As Gandalf’s exclamatory remark above illustrates, English has no restrictions that preclude some certain class of words, let alone nouns, from being used as verbs.

However, whether your listener or reader will understand what you mean by this innovation is a different matter. This may be especially true if the noun you’re trying to use as a verb is itself already derived from a verb, because people will then have to figure out whether you mean something different than would have been meant had you reverted to the original verb that the noun derived from.
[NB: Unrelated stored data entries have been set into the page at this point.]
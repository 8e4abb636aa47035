use axum::{
    extract::{FromRequestParts, Request, State},
    http::{HeaderMap, header, request::Parts},
    middleware::Next,
    response::Response,
};
use tokengate_auth::{AuthError, AuthenticatedIdentity, TokenType};
use tokengate_core::AppError;
use tracing::debug;

use crate::metrics::track_token_rejected;
use crate::state::AppState;

/// Returns the token from an `Authorization: Bearer <token>` header.
///
/// The scheme is matched case-insensitively. A missing header, another
/// scheme or an empty token are all [`AuthError::MissingToken`].
pub fn bearer_token(headers: &HeaderMap) -> Result<&str, AuthError> {
    let value = headers
        .get(header::AUTHORIZATION)
        .and_then(|value| value.to_str().ok())
        .ok_or(AuthError::MissingToken)?;

    let (scheme, token) = value.trim().split_once(' ').ok_or(AuthError::MissingToken)?;
    let token = token.trim();

    if !scheme.eq_ignore_ascii_case("bearer") || token.is_empty() {
        return Err(AuthError::MissingToken);
    }

    Ok(token)
}

/// Maps a gate failure to its response. Only failures of the token itself
/// count towards `auth_token_rejected_total`.
pub(crate) fn reject(err: AuthError) -> AppError {
    if err.is_token_rejection() {
        track_token_rejected(err.reason());
        debug!(reason = err.reason(), "Rejected bearer token");
    }
    err.into()
}

/// Gate for protected routes: resolves the access token and stores the
/// caller's [`AuthenticatedIdentity`] in the request extensions. Rejected
/// requests never reach the handler.
pub async fn require_access_token(
    State(state): State<AppState>,
    mut req: Request,
    next: Next,
) -> Result<Response, AppError> {
    let token = bearer_token(req.headers()).map_err(reject)?.to_owned();

    let identity = state
        .auth
        .resolve_identity(&token, TokenType::Access)
        .await
        .map_err(reject)?;

    req.extensions_mut().insert(identity);
    Ok(next.run(req).await)
}

/// Extractor for the identity attached by [`require_access_token`].
#[derive(Debug, Clone)]
pub struct CurrentUser(pub AuthenticatedIdentity);

impl<S> FromRequestParts<S> for CurrentUser
where
    S: Send + Sync,
{
    type Rejection = AppError;

    async fn from_request_parts(parts: &mut Parts, _state: &S) -> Result<Self, Self::Rejection> {
        parts
            .extensions
            .get::<AuthenticatedIdentity>()
            .cloned()
            .map(CurrentUser)
            .ok_or_else(|| AuthError::MissingToken.into())
    }
}

#[cfg(test)]
mod tests {
    use super::*;
    use axum::http::HeaderValue;

    fn headers_with(value: &str) -> HeaderMap {
        let mut headers = HeaderMap::new();
        headers.insert(header::AUTHORIZATION, HeaderValue::from_str(value).unwrap());
        headers
    }

    #[test]
    fn test_bearer_token_extracted() {
        let headers = headers_with("Bearer abc.def.ghi");
        assert_eq!(bearer_token(&headers).unwrap(), "abc.def.ghi");
    }

    #[test]
    fn test_bearer_scheme_is_case_insensitive() {
        let headers = headers_with("bearer abc");
        assert_eq!(bearer_token(&headers).unwrap(), "abc");

        let headers = headers_with("BEARER abc");
        assert_eq!(bearer_token(&headers).unwrap(), "abc");
    }

    #[test]
    fn test_missing_header() {
        let headers = HeaderMap::new();
        assert!(matches!(
            bearer_token(&headers),
            Err(AuthError::MissingToken)
        ));
    }

    #[test]
    fn test_other_scheme_rejected() {
        let headers = headers_with("Basic dXNlcjpwdw==");
        assert!(matches!(
            bearer_token(&headers),
            Err(AuthError::MissingToken)
        ));
    }

    #[test]
    fn test_empty_token_rejected() {
        for value in ["Bearer ", "Bearer"] {
            let headers = headers_with(value);
            assert!(
                matches!(bearer_token(&headers), Err(AuthError::MissingToken)),
                "{value:?}"
            );
        }
    }

    #[test]
    fn test_only_token_failures_feed_rejection_counter() {
        let recorder = metrics_exporter_prometheus::PrometheusBuilder::new().build_recorder();
        let handle = recorder.handle();

        metrics::with_local_recorder(&recorder, || {
            let _ = reject(AuthError::UserNotFound);
            let _ = reject(AuthError::InactiveUser);
            let _ = reject(AuthError::Expired);
        });

        let rendered = handle.render();
        assert!(rendered.contains(r#"auth_token_rejected_total{reason="expired"} 1"#));
        assert!(!rendered.contains("user_not_found"));
        assert!(!rendered.contains("inactive_user"));
    }

    #[tokio::test]
    async fn test_current_user_without_gate_is_missing_token() {
        let (mut parts, _) = Request::new(axum::body::Body::empty()).into_parts();

        let result = CurrentUser::from_request_parts(&mut parts, &()).await;
        let err = result.unwrap_err();
        assert_eq!(err.status, axum::http::StatusCode::UNAUTHORIZED);
    }
}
So in the text up to this point, with duplicates removed, we have these candidates:

  • to son — ok
  • to button — already a verb
  • to door — ok
  • to remark — already a verb
  • to English — ok
  • to class — why not to classify?
  • to word — already a verb
  • to restriction — why not to restrict? how would this be different?
  • to noun — ok
  • to verb — ok
  • to listener — why not to listen?
  • to reader — how is this different from to read?
  • to innovation — why not to innovate
  • to matter — already a verb
  • to text — recently verbed
  • to point — already a verb
  • to people — already a verb
  • to duplicate — already a verb
  • to candidate — ok

So nouns that are already verbs, or which have base forms that verbs, may be more resistant to verbing. But there is no general rule, because English lets you do whatever you want without whatever you have.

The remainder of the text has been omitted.